### Goal of the exercise
The answer must be the complete listing, reproduced exactly.

### Records for the task
//! Interactive REPL over the shared Lua state.
//!
//! Lines are read with rustyline from the controlling terminal, so the
//! session still works after stdin has been consumed as pipe input.
//! Statements that evaluate without error are appended to the session
//! history, which `%export` turns into scripts.

use crate::config::Settings;
use crate::history::{HistoryEntry, SessionHistory};
use crate::interpreter::{EvalError, Interpreter};
use crate::magic::{Dispatch, MagicDispatcher};
use rustyline::DefaultEditor;
use rustyline::config::{Behavior, Config};
use rustyline::error::ReadlineError;
use std::io::{self, Write};
use std::sync::atomic::Ordering;

const PKG_VERSION: &str = env!("CARGO_PKG_VERSION");

/// Shown while a multi-line statement is still open.
const CONTINUATION_PROMPT: &str = "...> ";

/// Result of one complete REPL input.
#[derive(Debug, PartialEq, Eq)]
pub enum Processed {
    /// Consumed by a magic command.
    Magic,
    /// Evaluated; holds the display form of a non-nil value.
    Value(Option<String>),
}

/// Interpreter, history and magic commands for one interactive session.
pub struct Session {
    interpreter: Interpreter,
    history: SessionHistory,
    dispatcher: MagicDispatcher,
}

impl Session {
    #[must_use]
    pub fn new(interpreter: Interpreter, settings: Settings) -> Self {
        Self {
            interpreter,
            history: SessionHistory::new(),
            dispatcher: MagicDispatcher::new(settings),
        }
    }

    #[must_use]
    pub fn history(&self) -> &SessionHistory {
        &self.history
    }

    /// Primary prompt, numbered with the index the next statement will get.
    #[must_use]
    pub fn prompt(&self) -> String {
        format!("lpipe[{}]> ", self.history.len())
    }

    /// True when `buffer` opens a block that is not closed yet.
    #[must_use]
    pub fn needs_more_input(&self, buffer: &str) -> bool {
        !MagicDispatcher::is_magic(buffer) && self.interpreter.is_incomplete(buffer)
    }

    /// Handle one complete input: magic commands first, then evaluation.
    ///
    /// # Errors
    ///
    /// Returns the evaluation error; failed input is not recorded.
    pub fn process(&mut self, input: &str) -> Result<Processed, EvalError> {
        if self.dispatcher.dispatch(input, &self.history) == Dispatch::Handled {
            return Ok(Processed::Magic);
        }

        let eval = self.interpreter.eval_interactive(input)?;
        self.history.append(HistoryEntry::new(input, eval.form));
        Ok(Processed::Value(eval.value))
    }

    fn run_input(&mut self, input: &str) {
        match self.process(input) {
            Ok(Processed::Value(Some(value))) => println!("{value}"),
            Ok(Processed::Value(None) | Processed::Magic) => {}
            Err(e) => eprintln!("Error: {e}"),
        }
        if let Err(e) = io::stdout().flush() {
            log::warn!("cannot flush stdout: {e}");
        }
    }
}

/// Start an interactive session. Returns when the user exits.
pub fn run_repl(interpreter: Interpreter, settings: Settings) {
    println!("lpipe {} ({})", PKG_VERSION, interpreter.version());
    println!("Type %help for magic commands, 'exit' or Ctrl+D to quit\n");

    let handle = interpreter.interrupt_handle();
    if let Err(e) = ctrlc::set_handler(move || handle.store(true, Ordering::Relaxed)) {
        log::warn!("cannot install Ctrl-C handler: {e}");
    }

    let config = Config::builder()
        .behavior(Behavior::PreferTerm)
        .auto_add_history(true)
        .build();
    let mut editor = match DefaultEditor::with_config(config) {
        Ok(editor) => editor,
        Err(e) => crate::fatal_error(&format!("Error: cannot open terminal: {e}")),
    };

    let mut session = Session::new(interpreter, settings);
    let mut buffer = String::new();

    loop {
        let prompt = if buffer.is_empty() {
            session.prompt()
        } else {
            CONTINUATION_PROMPT.to_string()
        };

        match editor.readline(&prompt) {
            Ok(line) => {
                if buffer.is_empty() {
                    let trimmed = line.trim();
                    if trimmed.is_empty() {
                        continue;
                    }
                    if trimmed == "exit" || trimmed == "quit" {
                        break;
                    }
                } else {
                    buffer.push('\n');
                }
                buffer.push_str(&line);

                if session.needs_more_input(&buffer) {
                    continue;
                }
                let input = std::mem::take(&mut buffer);
                session.run_input(&input);
            }
            Err(ReadlineError::Interrupted) => {
                // Ctrl-C at the prompt drops the pending statement
                buffer.clear();
            }
            Err(ReadlineError::Eof) => break,
            Err(e) => {
                eprintln!("Error reading input: {e}");
                break;
            }
        }
    }

    log::debug!("session ended with {} history entries", session.history().len());
    println!("Goodbye!");
}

### Answer box
//! Interactive REPL over the shared Lua state.
//!
//! Lines are read with rustyline from the controlling terminal, so the
//! session still works after stdin has been consumed as pipe input.
//! Statements that evaluate without error are appended to the session
//! history, which `%export` turns into scripts.

use crate::config::Settings;
use crate::history::{HistoryEntry, SessionHistory};
use crate::interpreter::{EvalError, Interpreter};
use crate::magic::{Dispatch, MagicDispatcher};
use rustyline::DefaultEditor;
use rustyline::config::{Behavior, Config};
use rustyline::error::ReadlineError;
use std::io::{self, Write};
use std::sync::atomic::Ordering;

const PKG_VERSION: &str = env!("CARGO_PKG_VERSION");

/// Shown while a multi-line statement is still open.
const CONTINUATION_PROMPT: &str = "...> ";

/// Result of one complete REPL input.
#[derive(Debug, PartialEq, Eq)]
pub enum Processed {
    /// Consumed by a magic command.
    Magic,
    /// Evaluated; holds the display form of a non-nil value.
    Value(Option<String>),
}

/// Interpreter, history and magic commands for one interactive session.
pub struct Session {
    interpreter: Interpreter,
    history: SessionHistory,
    dispatcher: MagicDispatcher,
}

impl Session {
    #[must_use]
    pub fn new(interpreter: Interpreter, settings: Settings) -> Self {
        Self {
            interpreter,
            history: SessionHistory::new(),
            dispatcher: MagicDispatcher::new(settings),
        }
    }

    #[must_use]
    pub fn history(&self) -> &SessionHistory {
        &self.history
    }

    /// Primary prompt, numbered with the index the next statement will get.
    #[must_use]
    pub fn prompt(&self) -> String {
        format!("lpipe[{}]> ", self.history.len())
    }

    /// True when `buffer` opens a block that is not closed yet.
    #[must_use]
    pub fn needs_more_input(&self, buffer: &str) -> bool {
        !MagicDispatcher::is_magic(buffer) && self.interpreter.is_incomplete(buffer)
    }

    /// Handle one complete input: magic commands first, then evaluation.
    ///
    /// # Errors
    ///
    /// Returns the evaluation error; failed input is not recorded.
    pub fn process(&mut self, input: &str) -> Result<Processed, EvalError> {
        if self.dispatcher.dispatch(input, &self.history) == Dispatch::Handled {
            return Ok(Processed::Magic);
        }

        let eval = self.interpreter.eval_interactive(input)?;
        self.history.append(HistoryEntry::new(input, eval.form));
        Ok(Processed::Value(eval.value))
    }

    fn run_input(&mut self, input: &str) {
        match self.process(input) {
            Ok(Processed::Value(Some(value))) => println!("{value}"),
            Ok(Processed::Value(None) | Processed::Magic) => {}
            Err(e) => eprintln!("Error: {e}"),
        }
        if let Err(e) = io::stdout().flush() {
            log::warn!("cannot flush stdout: {e}");
        }
    }
}

/// Start an interactive session. Returns when the user exits.
pub fn run_repl(interpreter: Interpreter, settings: Settings) {
    println!("lpipe {} ({})", PKG_VERSION, interpreter.version());
    println!("Type %help for magic commands, 'exit' or Ctrl+D to quit\n");

    let handle = interpreter.interrupt_handle();
    if let Err(e) = ctrlc::set_handler(move || handle.store(true, Ordering::Relaxed)) {
        log::warn!("cannot install Ctrl-C handler: {e}");
    }

    let config = Config::builder()
        .behavior(Behavior::PreferTerm)
        .auto_add_history(true)
        .build();
    let mut editor = match DefaultEditor::with_config(config) {
        Ok(editor) => editor,
        Err(e) => crate::fatal_error(&format!("Error: cannot open terminal: {e}")),
    };

    let mut session = Session::new(interpreter, settings);
    let mut buffer = String::new();

    loop {
        let prompt = if buffer.is_empty() {
            session.prompt()
        } else {
            CONTINUATION_PROMPT.to_string()
        };

        match editor.readline(&prompt) {
            Ok(line) => {
                if buffer.is_empty() {
                    let trimmed = line.trim();
                    if trimmed.is_empty() {
                        continue;
                    }
                    if trimmed == "exit" || trimmed == "quit" {
                        break;
                    }
                } else {
                    buffer.push('\n');
                }
                buffer.push_str(&line);

                if session.needs_more_input(&buffer) {
                    continue;
                }
                let input = std::mem::take(&mut buffer);
                session.run_input(&input);
            }
            Err(ReadlineError::Interrupted) => {
                // Ctrl-C at the prompt drops the pending statement
                buffer.clear();
            }
            Err(ReadlineError::Eof) => break,
            Err(e) => {
                eprintln!("Error reading input: {e}");
                break;
            }
        }
    }

    log::debug!("session ended with {} history entries", session.history().len());
    println!("Goodbye!");
}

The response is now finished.